Hi Everyone, I am new here, but I am curious if I am totally alone or if anyone else shares my opinions on the topic of exercise and diabetes. Here are a few things that I believe. I may be completely on my own here, but does anyone else agree with me on any of these?
I think some of the guidelines on pre-exercise precautions are crazy. Like some of the recommendations in Sheri Colberg’s Diabetic Athlete’s Handbook. Look at table 2.3 - carb increases before exercise. I’m nowhere close to that. For example, for a moderate 2 hours workout, if over 200, she says take in an additional 15-30 grams of rapidly absorbed carbs. No way I would do that! I would take extra insulin before a workout in those conditions (depending on amount of insulin I already have, which way my BG is going, and all the other factors, of course!).
So many of the phone apps or websites give similar recommendations, like they totally freak out at the idea of exercising with decent BG. They want to play it so “safe” and would rather you be high. Ugh, I hate that.

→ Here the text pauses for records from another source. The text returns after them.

//! Concurrent order cache
//!
//! In-memory mapping from order identifier to the last accepted raw
//! payload. Many concurrent readers; writers take a per-shard lock for
//! the duration of a single entry replacement, so a read never observes
//! a partially written value.
//!
//! No eviction, TTL, or capacity bound: the full working set is assumed
//! to fit in memory for this system's scale, and the durable store can
//! always rebuild the cache from scratch.

use bytes::Bytes;
use dashmap::DashMap;
use types::ids::OrderUid;

/// Shared read cache over all accepted orders.
///
/// Only point lookups and point writes are exposed; iteration is
/// deliberately not part of the interface.
#[derive(Default)]
pub struct OrderCache {
    entries: DashMap<OrderUid, Bytes>,
}

impl OrderCache {
    pub fn new() -> Self {
        Self::default()
    }

    /// Last accepted payload for `uid`, if any.
    pub fn get(&self, uid: &str) -> Option<Bytes> {
        self.entries.get(uid).map(|entry| entry.value().clone())
    }

    /// Replace the payload for `uid` (last processed wins).
    pub fn set(&self, uid: OrderUid, payload: Bytes) {
        self.entries.insert(uid, payload);
    }

    /// Number of cached orders.
    pub fn len(&self) -> usize {
        self.entries.len()
    }

    pub fn is_empty(&self) -> bool {
        self.entries.is_empty()
    }
}

#[cfg(test)]
mod tests {
    use super::*;
    use std::sync::Arc;

    #[test]
    fn test_get_missing_returns_none() {
        let cache = OrderCache::new();
        assert!(cache.get("nope").is_none());
    }

    #[test]
    fn test_set_then_get() {
        let cache = OrderCache::new();
        cache.set(OrderUid::new("a1"), Bytes::from_static(b"{\"v\":1}"));

        assert_eq!(cache.get("a1"), Some(Bytes::from_static(b"{\"v\":1}")));
        assert_eq!(cache.len(), 1);
    }

    #[test]
    fn test_last_write_wins() {
        let cache = OrderCache::new();
        cache.set(OrderUid::new("a1"), Bytes::from_static(b"{\"v\":1}"));
        cache.set(OrderUid::new("a1"), Bytes::from_static(b"{\"v\":2}"));

        assert_eq!(cache.get("a1"), Some(Bytes::from_static(b"{\"v\":2}")));
        assert_eq!(cache.len(), 1);
    }

    #[test]
    fn test_concurrent_readers_and_writer() {
        let cache = Arc::new(OrderCache::new());
        cache.set(OrderUid::new("a1"), Bytes::from_static(b"old"));

        let writer = {
            let cache = Arc::clone(&cache);
            std::thread::spawn(move || {
                for _ in 0..1_000 {
                    cache.set(OrderUid::new("a1"), Bytes::from_static(b"new"));
                }
            })
        };
        let readers: Vec<_> = (0..4)
            .map(|_| {
                let cache = Arc::clone(&cache);
                std::thread::spawn(move || {
                    for _ in 0..1_000 {
                        // A reader sees the old or the new value, never
                        // anything else.
                        let value = cache.get("a1").unwrap();
                        assert!(value == Bytes::from_static(b"old") || value == Bytes::from_static(b"new"));
                    }
                })
            })
            .collect();

        writer.join().unwrap();
        for reader in readers {
            reader.join().unwrap();
        }
        assert_eq!(cache.get("a1"), Some(Bytes::from_static(b"new")));
    }
}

Neither of these is ideal or preferred, but if I had to choose, I’d actually rather start at 50 (mg/dL) than 200. I can bring BG up in a few minutes, but bringing it down can take an hour. I think 50 is easier to fix than 200 when exercising. Am I alone here?!
Dexcom - great when sleeping, but not so much when running!
I love doing IM shots for more rapid BG lowering. Much faster than subcu.
For long slow endurance runs, my preferred BG is between 65-75. It feels so much easier in that zone. It’s different for faster paces, but I am talking about easy runs longer than 10 miles. Does anyone else feel that way?
I’m not scared by low BG when running. What do you do if your BG is 50 when running? I take some sugar and keep going. It only sucks for a little while, it comes up quickly as long as I don’t have a stupid amount of insulin floating through my body. If I have too much insulin on board, then I might bail.
I am not advocating anyone else do this stuff. I am asking if anyone shares these opinions because I feel like I am completely on my own with my perspective. I am tired of the overly cautious doctors, endos, and experts in the diabetes world who want you to exercise at 150. Are there any others with me on any of this stuff?
Please forgive me for having ideas so far outside the mainstream. Wanted to know if there are any other “rebels” here to connect with.
I raised my hand because I am a rebel, too! Agree with all except number 4 (for N/A), and number 5 (never have done IM, on purpose). It is hard for me to do a nice workout with food in my belly.
As they do more studies using both CGM and more sophisticated fitness trackers, they will probably develop more precise recommendations for how many grams of carbs you need to prevent lows while exercising…and I suspect that for many people, unless they’re sprinting like crazy or are in the Olympics or something, the amount is a lot less than they’ve typically been told. In fact I think some of the presentations at the ADA this year seemed to have conclusions exactly to that effect.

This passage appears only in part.